The controlled_vars library allows you to define variables that you never initialize. This is very practical if you have a large number of variables or a large number of objects of a class.

The idea is pretty simple and once you remove the debug, the variable becomes 1 to 1 equivalent to a char, unsigned char, signed char, short, unsigned short, int, unsigned, long, unsigned long, etc. In other words, it goes really fast.

However, in debug mode, the class adds a bool to know whether the variable was initialized or not. If not yet initialized, you cannot read the value or you get an exception.

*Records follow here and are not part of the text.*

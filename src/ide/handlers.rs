//! IDE command handlers for processing IDE requests
//!
//! This module provides handler functions for each [`IdeRequest`] variant.
//! Command execution builds a fresh orchestrator per request around a
//! [`SnapshotEditor`] and a [`MemoryOutput`], so everything the command did
//! can be sent back to the extension in one response.

use super::protocol::{CommandInfo, CommandStatus, IdeRequest, IdeResponse, PROTOCOL_VERSION};
use crate::commands::{self, CommandId, CommandOutcome};
use crate::editor::{EditorSnapshot, SnapshotEditor};
use crate::generate::{GenerationOutcome, Orchestrator};
use crate::output::MemoryOutput;
use crate::runner::ToolRunner;
use crate::toggle::ToggleOutcome;
use std::path::Path;
use std::sync::Arc;

/// Context required to execute commands
#[derive(Debug)]
pub struct CommandContext<R> {
    /// Runner shared by every connection
    pub runner: Arc<R>,
}

impl<R> Clone for CommandContext<R> {
    fn clone(&self) -> Self {
        Self {
            runner: Arc::clone(&self.runner),
        }
    }
}

/// Handle a ping request - responds with version info
#[must_use]
pub fn handle_ping() -> IdeResponse {
    IdeResponse::Pong {
        version: env!("CARGO_PKG_VERSION").to_string(),
        protocol: PROTOCOL_VERSION.to_string(),
    }
}

/// Handle an init request - acknowledges a new IDE session
#[must_use]
pub fn handle_init(workspace: &Path, capabilities: &[String], session_id: &str) -> IdeResponse {
    tracing::info!(
        "IDE session initialized: workspace={:?}, capabilities={:?}",
        workspace,
        capabilities
    );

    IdeResponse::InitAck {
        session_id: session_id.to_string(),
        version: env!("CARGO_PKG_VERSION").to_string(),
        protocol: PROTOCOL_VERSION.to_string(),
        capabilities: super::protocol::default_capabilities(),
    }
}

/// Handle a list_commands request - returns every registered command
#[must_use]
pub fn handle_list_commands() -> IdeResponse {
    IdeResponse::Commands {
        commands: CommandId::ALL.into_iter().map(CommandInfo::from).collect(),
    }
}

/// Handle an execute_command request
///
/// Unknown command ids produce an `UNKNOWN_COMMAND` error. Every other
/// outcome, including failures, is a [`IdeResponse::CommandResult`] carrying
/// the actions and output lines the command produced.
pub async fn handle_execute_command<R: ToolRunner>(
    ctx: &CommandContext<R>,
    command: &str,
    snapshot: EditorSnapshot,
    request_id: Option<String>,
) -> IdeResponse {
    let command_id = match command.parse::<CommandId>() {
        Ok(id) => id,
        Err(e) => {
            tracing::warn!("{}", e);
            return IdeResponse::Error {
                code: "UNKNOWN_COMMAND".to_string(),
                message: e.to_string(),
                request_id,
            };
        }
    };

    let output = MemoryOutput::new();
    let orchestrator = Orchestrator::new(Arc::clone(&ctx.runner), Arc::new(output.clone()));
    let mut editor = SnapshotEditor::new(snapshot);

    let result = commands::execute(&orchestrator, &mut editor, command_id).await;
    let (outcome, error) = match result {
        Ok(outcome) => (status_of(&outcome), None),
        Err(e) => {
            tracing::warn!("{} failed: {}", command_id, e);
            (CommandStatus::Failed, Some(e.to_string()))
        }
    };

    let output = output.lines();
    for line in &output {
        tracing::debug!(target: "gounit", "{}", line);
    }

    IdeResponse::CommandResult {
        command: command_id.as_str().to_string(),
        outcome,
        error,
        actions: editor.into_actions(),
        output,
        request_id,
    }
}

fn status_of(outcome: &CommandOutcome) -> CommandStatus {
    match outcome {
        CommandOutcome::Generation(GenerationOutcome::Skipped) => CommandStatus::Skipped,
        CommandOutcome::Generation(GenerationOutcome::ToolMissing { .. }) => CommandStatus::ToolMissing,
        CommandOutcome::Generation(GenerationOutcome::Generated { .. }) => {
            CommandStatus::Generated
        }
        CommandOutcome::Toggle(ToggleOutcome::Opened(_)) => CommandStatus::Toggled,
        CommandOutcome::Toggle(ToggleOutcome::Skipped) => CommandStatus::Skipped,
    }
}

/// Route an incoming request to the appropriate handler
pub async fn route_request<R: ToolRunner>(
    request: IdeRequest,
    ctx: &CommandContext<R>,
    session_id: &str,
) -> IdeResponse {
    match request {
        IdeRequest::Ping => handle_ping(),
        IdeRequest::Init {
            workspace,
            capabilities,
        } => handle_init(&workspace, &capabilities, session_id),
        IdeRequest::ListCommands => handle_list_commands(),
        IdeRequest::ExecuteCommand {
            command,
            editor,
            request_id,
        } => handle_execute_command(ctx, &command, editor, request_id).await,
    }
}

The following shows an example of a class with a field named f_value and a get_value() and set_value(). It is followed by two example, one of which throws because f_value is not yet defined when accessed.

class Foo
{
public:
  Foo()
  {
  }

  int get_value()
  {
    return f_value;
  }
  void set_value(int v)
  {
    f_value = v;
  }

private:
  controlled_vars::rint32_t   f_value;
};

// Usage 1: proper
Foo f;
f.set_value(33);
int v = f.get_value(); // v is 33

// Usage 2: invalid
Foo f;
int v = f.get_value(); // this throws, value undefined

This can be dearly helpful to debug classes where all your variable members do not need to always be initialized (remember, though, that variables used localy in a single function do not need to be variable members, so if you were using such variables, make sure to redesign your class to move those variables and make them local only.)

This class, as is, has a problem because the variable may not be defined when you access the f_value. This means the following also throws:

Foo f1, f2;
f1 = f2;

Since the constructor does not initialize the f_value member, the default copy operator attempts to copy it by doing something like this:

f1.f_value = f2.f_value;

To palliate to this problem, you have to define the copy operator and work out how the f_value field needs to be copied. If all your other functions are all proper, copying the value here is safe. However, you cannot assume that the f_value variable member in f1 is defined as a result of making a copy of f2.

Foo::Foo& Foo::Foo(Foo const& rhs)
{
  if(this != &rhs)
  {
#ifdef CONTROLLED_VARS_DEBUG
    if(rhs.f_value.is_initialized())
#endif
    {
        f_value = rhs.f_value;
    }
  }
  return *this;
}

Notice the #ifdef. Unfortunately, the is_initialized() function is only defined in debug mode. We may want to have it always available, although it would lie in case the variable is or is not initialized.

However, if you plan your classes properly, you should not have to check on whether the f_value field is initialized using the is_initialized() function. Instead, your class should either know that it is or not initialized by some other means, and if it can't, then it probably should make use of an auto-init or even need-init variable type instead.